Supplied records Start Marker

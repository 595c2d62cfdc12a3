//! The offline worker: one handler per host event.
//!
//! The host adapter owns event delivery and calls these handlers; the worker
//! never reaches back into the host except through [`NotificationHost`].

mod activate;
mod fetch;
mod install;

use std::sync::Arc;

use reqwest::Method;
use serde::Serialize;
use url::Url;

use crate::cache::{CacheLayer, CacheStorage, RequestKey};
use crate::config::WorkerSettings;
use crate::error::{FetchError, HostError, InstallError, NetworkError, StorageError};
use crate::event::WorkerEvent;
use crate::net::{Fetch, Request};
use crate::notify::{Notification, NotificationDispatcher, NotificationHost};
use crate::orders::{DeferredQueue, DrainReport, Order, OrderStore, PendingOrder, Submission, SyncTrigger};
use crate::report::{ErrorReporter, Failure, FailureKind};

pub use activate::GenerationManager;
pub use fetch::{FetchInterceptor, Interception, ResponseSource};
pub use install::AssetPreloader;

/// Collaborators the worker is built from.
pub struct WorkerParts<C, F, O, N> {
  pub cache: Arc<C>,
  pub network: Arc<F>,
  pub orders: Arc<O>,
  pub host: Arc<N>,
  pub reporter: Arc<dyn ErrorReporter>,
}

pub struct OfflineWorker<C, F, O, N>
where
  C: CacheStorage,
  F: Fetch,
  O: OrderStore,
  N: NotificationHost,
{
  settings: WorkerSettings,
  cache: CacheLayer<C>,
  preloader: AssetPreloader<C, F>,
  interceptor: FetchInterceptor<C, F>,
  generations: GenerationManager<C>,
  queue: Arc<DeferredQueue<O, F>>,
  sync: SyncTrigger<O, F>,
  notifications: NotificationDispatcher<N>,
  reporter: Arc<dyn ErrorReporter>,
}

impl<C, F, O, N> OfflineWorker<C, F, O, N>
where
  C: CacheStorage + 'static,
  F: Fetch,
  O: OrderStore,
  N: NotificationHost,
{
  pub fn new(settings: WorkerSettings, parts: WorkerParts<C, F, O, N>) -> Self {
    let WorkerParts {
      cache,
      network,
      orders,
      host,
      reporter,
    } = parts;

    let root = settings.root_document();
    let layer = CacheLayer::new(Arc::clone(&cache), settings.generation.clone());

    let queue = Arc::new(DeferredQueue::new(
      orders,
      Arc::clone(&network),
      settings.orders_endpoint.clone(),
      Arc::clone(&reporter),
    ));

    Self {
      preloader: AssetPreloader::new(
        layer.clone(),
        Arc::clone(&network),
        settings.manifest.clone(),
      ),
      interceptor: FetchInterceptor::new(
        layer.clone(),
        network,
        root.clone(),
        Arc::clone(&reporter),
      ),
      generations: GenerationManager::new(
        cache,
        settings.generation.clone(),
        Arc::clone(&reporter),
      ),
      sync: SyncTrigger::new(settings.sync_tag.clone(), Arc::clone(&queue)),
      notifications: NotificationDispatcher::new(host, settings.notification.clone(), root),
      cache: layer,
      queue,
      reporter,
      settings,
    }
  }

  pub fn settings(&self) -> &WorkerSettings {
    &self.settings
  }

  /// Install: preload the manifest into the current generation.
  pub async fn on_install(&self) -> Result<usize, InstallError> {
    self.preloader.install().await.map_err(|e| {
      self.reporter.report(Failure::new(
        FailureKind::InstallFatal,
        "preloading cache manifest",
        &e,
      ));
      e
    })
  }

  /// Activate: drop every generation except the current one.
  pub async fn on_activate(&self) -> Vec<String> {
    match self.generations.activate().await {
      Ok(deleted) => deleted,
      Err(e) => {
        self.reporter.report(Failure::new(
          FailureKind::StorageSoft,
          "listing cache generations",
          &e,
        ));
        Vec::new()
      }
    }
  }

  pub async fn on_fetch(&self, request: &Request) -> Result<Interception, FetchError> {
    self.interceptor.intercept(request).await
  }

  pub async fn on_sync(&self, tag: &str) -> Option<DrainReport> {
    self.sync.on_signal(tag).await
  }

  pub async fn on_push(&self, payload: Option<&str>) -> Result<Notification, HostError> {
    self.notifications.on_push(payload).await
  }

  pub async fn on_notification_click(
    &self,
    notification: &Notification,
    action: Option<&str>,
  ) -> Result<(), HostError> {
    self.notifications.on_click(notification, action).await
  }

  /// Submit an order from the page, deferring it if delivery fails.
  pub async fn submit_order(&self, order: &Order) -> Result<Submission, StorageError> {
    self.queue.submit(order).await
  }

  pub async fn pending_orders(&self) -> Result<Vec<PendingOrder>, StorageError> {
    self.queue.pending().await
  }

  pub async fn generations(&self) -> Result<Vec<String>, StorageError> {
    self.cache.storage().list_generations().await
  }

  /// Drop one entry from the current generation.
  pub async fn evict(&self, url: &Url) -> Result<bool, StorageError> {
    self.cache.remove(&RequestKey::get(url)).await
  }

  /// Resolve a path or absolute URL against the origin.
  pub fn resolve(&self, target: &str) -> Result<Url, NetworkError> {
    self
      .settings
      .origin
      .join(target)
      .map_err(|e| NetworkError::InvalidRequest(format!("{}: {}", target, e)))
  }

  /// Route a host event to its handler.
  ///
  /// Fetch interceptions are awaited until their background cache write
  /// settles, as the host would keep the worker alive for it.
  pub async fn dispatch(&self, event: WorkerEvent) -> EventOutcome {
    match event {
      WorkerEvent::Install => match self.on_install().await {
        Ok(assets) => EventOutcome::Installed { assets },
        Err(e) => EventOutcome::Failed {
          message: e.to_string(),
        },
      },
      WorkerEvent::Activate => EventOutcome::Activated {
        deleted: self.on_activate().await,
      },
      WorkerEvent::Fetch {
        url,
        method,
        destination,
      } => {
        let request = match self.fetch_request(&url, method.as_deref()) {
          Ok(request) => request.with_destination(destination),
          Err(e) => {
            return EventOutcome::Failed {
              message: e.to_string(),
            }
          }
        };
        match self.on_fetch(&request).await {
          Ok(mut served) => {
            served.settled().await;
            EventOutcome::Fetched {
              status: served.response.status,
              source: served.source,
              bytes: served.response.body.len(),
            }
          }
          Err(e) => EventOutcome::Failed {
            message: e.to_string(),
          },
        }
      }
      WorkerEvent::Sync { tag } => EventOutcome::Synced {
        report: self.on_sync(&tag).await,
      },
      WorkerEvent::Push { payload } => match self.on_push(payload.as_deref()).await {
        Ok(notification) => EventOutcome::Notified { notification },
        Err(e) => EventOutcome::Failed {
          message: e.to_string(),
        },
      },
      WorkerEvent::NotificationClick { body, action } => {
        let notification = self.notifications.render(body.as_deref());
        match self
          .on_notification_click(&notification, action.as_deref())
          .await
        {
          Ok(()) => EventOutcome::Clicked,
          Err(e) => EventOutcome::Failed {
            message: e.to_string(),
          },
        }
      }
      WorkerEvent::SubmitOrder { order } => match self.submit_order(&order).await {
        Ok(submission) => EventOutcome::OrderSubmitted {
          order_id: order.id,
          submission,
        },
        Err(e) => EventOutcome::Failed {
          message: e.to_string(),
        },
      },
    }
  }

  fn fetch_request(&self, target: &str, method: Option<&str>) -> Result<Request, NetworkError> {
    let url = self.resolve(target)?;
    let method = match method {
      Some(m) => Method::from_bytes(m.to_ascii_uppercase().as_bytes())
        .map_err(|e| NetworkError::InvalidRequest(format!("{}: {}", m, e)))?,
      None => Method::GET,
    };

    let mut request = Request::get(url);
    request.method = method;
    Ok(request)
  }
}

/// What a dispatched event produced, for the host adapter to print.
#[derive(Debug, Serialize)]
#[serde(tag = "outcome", rename_all = "snake_case")]
pub enum EventOutcome {
  Installed {
    assets: usize,
  },
  Activated {
    deleted: Vec<String>,
  },
  Fetched {
    status: u16,
    source: ResponseSource,
    bytes: usize,
  },
  Synced {
    report: Option<DrainReport>,
  },
  Notified {
    notification: Notification,
  },
  Clicked,
  OrderSubmitted {
    order_id: String,
    submission: Submission,
  },
  Failed {
    message: String,
  },
}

Supplied records End Marker

Assigned task:
Match on "RequestKey" and copy out every line of the entries that contains it.

Exercise solution:
use crate::cache::{CacheLayer, CacheStorage, RequestKey};
    self.cache.remove(&RequestKey::get(url)).await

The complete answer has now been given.